Holding: The Court held that no enforceable exclusive contract barred the city from establishing its own electric light plant because the private company never began the electric service and thus suffered no impairment, so the state's judgment was affirmed.
- Allows cities to build and operate municipal electric plants despite earlier private franchise claims.
- Prevents private companies from blocking municipal electrification when they never started electric service.

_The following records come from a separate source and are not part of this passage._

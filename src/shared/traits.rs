use crate::shared::config::{CollectionEnvironment, CollectorSettings, ServiceProfile};
use crate::shared::error::CollectionError;
use crate::shared::models::{ArtifactKind, ArtifactRecord};

/// Everything a handler needs for one run against one service profile.
pub struct CollectionContext<'a> {
    pub profile: &'a ServiceProfile,
    pub environment: &'a CollectionEnvironment,
    pub settings: &'a CollectorSettings,
}

/// One handler per artifact kind. Handlers never panic on bad input; every
/// failure comes back as a `CollectionError`.
pub trait ArtifactCollector {
    fn kind(&self) -> ArtifactKind;

    fn collect(&self, ctx: &CollectionContext<'_>) -> Result<Vec<ArtifactRecord>, CollectionError>;

    /// Whether the profile carries the options this handler needs.
    fn is_configured(&self, _profile: &ServiceProfile) -> bool {
        true
    }
}
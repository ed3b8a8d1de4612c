use crate::features::settings::models::{ExtractionOutcome, ExtractionResult};
use crate::shared::config::SettingsFileSpec;
use crate::shared::error::CollectionError;
use crate::shared::utils::{file_times, join_relative};
use log::{debug, warn};
use serde_json::{Map, Value};
use std::fs;
use std::path::Path;

fn restrict_object(object: &Map<String, Value>, keys: &[String]) -> Map<String, Value> {
    keys.iter()
        .filter_map(|key| object.get(key).map(|value| (key.clone(), value.clone())))
        .collect()
}

/// Restricts `data` to the requested keys.
///
/// Objects keep only the requested keys that are present. Lists keep only the
/// objects holding at least one requested key, each restricted the same way.
/// Any other shape returns `None`.
pub fn extract_keys(data: &Value, keys: &[String]) -> Option<Value> {
    match data {
        Value::Array(items) => Some(Value::Array(
            items
                .iter()
                .filter_map(Value::as_object)
                .filter(|item| keys.iter().any(|key| item.contains_key(key)))
                .map(|item| Value::Object(restrict_object(item, keys)))
                .collect(),
        )),
        Value::Object(object) => Some(Value::Object(restrict_object(object, keys))),
        _ => None,
    }
}

fn is_empty_match(value: &Value) -> bool {
    match value {
        Value::Array(items) => items.is_empty(),
        Value::Object(object) => object.is_empty(),
        _ => true,
    }
}

fn extract_from_file(path: &Path, keys: &[String]) -> Result<Option<String>, CollectionError> {
    let raw = fs::read_to_string(path)?;
    // Some clients write a UTF-8 BOM
    let data: Value = serde_json::from_str(raw.trim_start_matches('\u{feff}'))?;

    match extract_keys(&data, keys) {
        Some(extracted) if !is_empty_match(&extracted) => {
            Ok(Some(serde_json::to_string_pretty(&extracted)?))
        }
        _ => Ok(None),
    }
}

pub fn read_settings_file(target_folder: &Path, spec: &SettingsFileSpec) -> ExtractionResult {
    let file_path = join_relative(target_folder, &spec.file_name);
    let (created_date, modified_date) = file_times(&file_path);

    let outcome = if !file_path.is_file() {
        debug!("Settings file does not exist: {}", file_path.display());
        ExtractionOutcome::Missing
    } else {
        match extract_from_file(&file_path, &spec.keys) {
            Ok(Some(content)) => ExtractionOutcome::Extracted(content),
            Ok(None) => ExtractionOutcome::NoMatchingKeys,
            Err(e) => {
                warn!("Failed to read settings file {}: {}", file_path.display(), e);
                ExtractionOutcome::Failed(e)
            }
        }
    };

    ExtractionResult {
        file_name: spec.file_name.clone(),
        file_path: file_path.display().to_string(),
        outcome,
        created_date,
        modified_date,
    }
}

/// One result per configured file, in configuration order.
pub fn read_settings_files(target_folder: &Path, specs: &[SettingsFileSpec]) -> Vec<ExtractionResult> {
    specs
        .iter()
        .map(|spec| read_settings_file(target_folder, spec))
        .collect()
}
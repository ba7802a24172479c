//! 必填字段校验
//!
//! 只检查字段是否存在，不做跨字段校验；其余规则以服务端为准。

use crate::{NewJob, NewMaterial, NewSparePartUsage};
use thiserror::Error;

#[derive(Debug, Clone, PartialEq, Eq, Error)]
pub enum ValidationError {
    #[error("{0} is required")]
    Required(&'static str),
    #[error("{field} must be at least {min}")]
    TooSmall { field: &'static str, min: i64 },
}

pub trait Validate {
    fn validate(&self) -> Result<(), ValidationError>;
}

fn required(value: &str, field: &'static str) -> Result<(), ValidationError> {
    if value.trim().is_empty() {
        Err(ValidationError::Required(field))
    } else {
        Ok(())
    }
}

impl Validate for NewJob {
    fn validate(&self) -> Result<(), ValidationError> {
        required(&self.title, "job title")
    }
}

impl Validate for NewMaterial {
    fn validate(&self) -> Result<(), ValidationError> {
        required(&self.name, "material name")
    }
}

impl Validate for NewSparePartUsage {
    fn validate(&self) -> Result<(), ValidationError> {
        required(&self.part_name, "part name")?;
        if self.quantity_used < 1 {
            return Err(ValidationError::TooSmall {
                field: "quantity used",
                min: 1,
            });
        }
        Ok(())
    }
}
use crate::error::{ApiError, ApiResult};
use serde::de::DeserializeOwned;
use std::collections::HashMap;
use workshop_shared::protocol::HttpMethod;

#[cfg(test)]
use std::cell::RefCell;

// =========================================================
// 核心抽象层 (HTTP Interface Abstraction)
// =========================================================

/// 通用 HTTP 请求结构
#[derive(Debug, Clone)]
pub struct HttpRequest {
    pub url: String,
    pub method: HttpMethod,
    pub headers: HashMap<String, String>,
    pub body: Option<String>,
}

impl HttpRequest {
    pub fn new(url: &str, method: HttpMethod) -> Self {
        Self {
            url: url.to_string(),
            method,
            headers: HashMap::new(),
            body: None,
        }
    }

    pub fn with_header(mut self, key: &str, value: &str) -> Self {
        self.headers.insert(key.to_string(), value.to_string());
        self
    }

    pub fn with_body(mut self, body: serde_json::Value) -> Self {
        self.body = Some(body.to_string());
        self
    }

    pub fn header(&self, key: &str) -> Option<&str> {
        self.headers.get(key).map(String::as_str)
    }
}

/// 通用 HTTP 响应结构
#[derive(Debug, Clone)]
pub struct HttpResponse {
    pub status: u16,
    pub body: String,
}

impl HttpResponse {
    pub fn is_success(&self) -> bool {
        (200..300).contains(&self.status)
    }

    /// 空响应体按 `null` 解析，便于只需确认结果的接口
    pub fn json<T: DeserializeOwned>(&self) -> ApiResult<T> {
        let body = if self.body.trim().is_empty() {
            "null"
        } else {
            self.body.as_str()
        };
        serde_json::from_str(body).map_err(|e| ApiError::Decode(e.to_string()))
    }
}

/// HTTP 客户端特性 (Trait)
///
/// (?Send) 是因为浏览器环境下 fetch 的 Future 不是 Send 的。
/// 只有传输层失败才返回 `Err`，非 2xx 响应由调用方处理。
#[async_trait::async_trait(?Send)]
pub trait HttpClient {
    async fn send(&self, req: HttpRequest) -> ApiResult<HttpResponse>;
}

// =========================================================
// 测试工具: MockHttpClient
// =========================================================

#[cfg(test)]
pub struct MockHttpClient {
    // ((Method, URL), (Status, Response Body))
    responses: RefCell<HashMap<(String, String), (u16, String)>>,
    /// 记录发出的请求
    pub requests: RefCell<Vec<HttpRequest>>,
    offline: std::cell::Cell<bool>,
}

#[cfg(test)]
impl MockHttpClient {
    pub fn new() -> Self {
        Self {
            responses: RefCell::new(HashMap::new()),
            requests: RefCell::new(Vec::new()),
            offline: std::cell::Cell::new(false),
        }
    }

    pub fn mock_response(&self, method: HttpMethod, url: &str, status: u16, body: serde_json::Value) {
        self.responses.borrow_mut().insert(
            (method.as_str().to_string(), url.to_string()),
            (status, body.to_string()),
        );
    }

    pub fn mock_raw(&self, method: HttpMethod, url: &str, status: u16, body: &str) {
        self.responses.borrow_mut().insert(
            (method.as_str().to_string(), url.to_string()),
            (status, body.to_string()),
        );
    }

    pub fn set_offline(&self, offline: bool) {
        self.offline.set(offline);
    }

    pub fn last_request(&self) -> Option<HttpRequest> {
        self.requests.borrow().last().cloned()
    }
}

#[cfg(test)]
#[async_trait::async_trait(?Send)]
impl HttpClient for MockHttpClient {
    async fn send(&self, req: HttpRequest) -> ApiResult<HttpResponse> {
        self.requests.borrow_mut().push(req.clone());

        if self.offline.get() {
            return Err(ApiError::Network("connection refused".to_string()));
        }

        let key = (req.method.as_str().to_string(), req.url.clone());
        match self.responses.borrow().get(&key) {
            Some((status, body)) => Ok(HttpResponse {
                status: *status,
                body: body.clone(),
            }),
            None => Ok(HttpResponse {
                status: 404,
                body: "Not Found".to_string(),
            }),
        }
    }
}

- Affirms that franchise exclusives attach only after actual operation and investment.
Summary
Background
A private utility company sued the city of Tallahassee, claiming an 1888 city ordinance and a state law gave it exclusive rights to use the streets to provide gas and electric lighting. The ordinance mainly required the company to build a gas plant at once and left permission to build an electric plant for later, only when enough customers would pay an eight percent return. The company never built the electric plant. Meanwhile the state repealed the earlier exclusive-privilege law and later passed laws in 1897 and 1899 allowing cities to establish their own gas and electric plants.
Reasoning
The key question was whether a binding exclusive contract existed that the later laws impaired. The Court agreed with the Florida Supreme Court that the ordinance treated gas and electric lighting as separate privileges. The ordinance did not require the city to take electric light service, and the statutory exclusive right only attached after a corporation was organized and put into successful operation. Because the company never began electric operations or invested in an electric plant, no exclusive right vested. The state laws authorizing municipal plants therefore did not impair any protected contract right.
Real world impact
The decision lets the city use the later state laws to build and operate an electric plant for its citizens. The Court left open whether any separate, vested exclusive rights related to the gas plant exist, expressing no opinion on that point. The judgment of the state court was affirmed.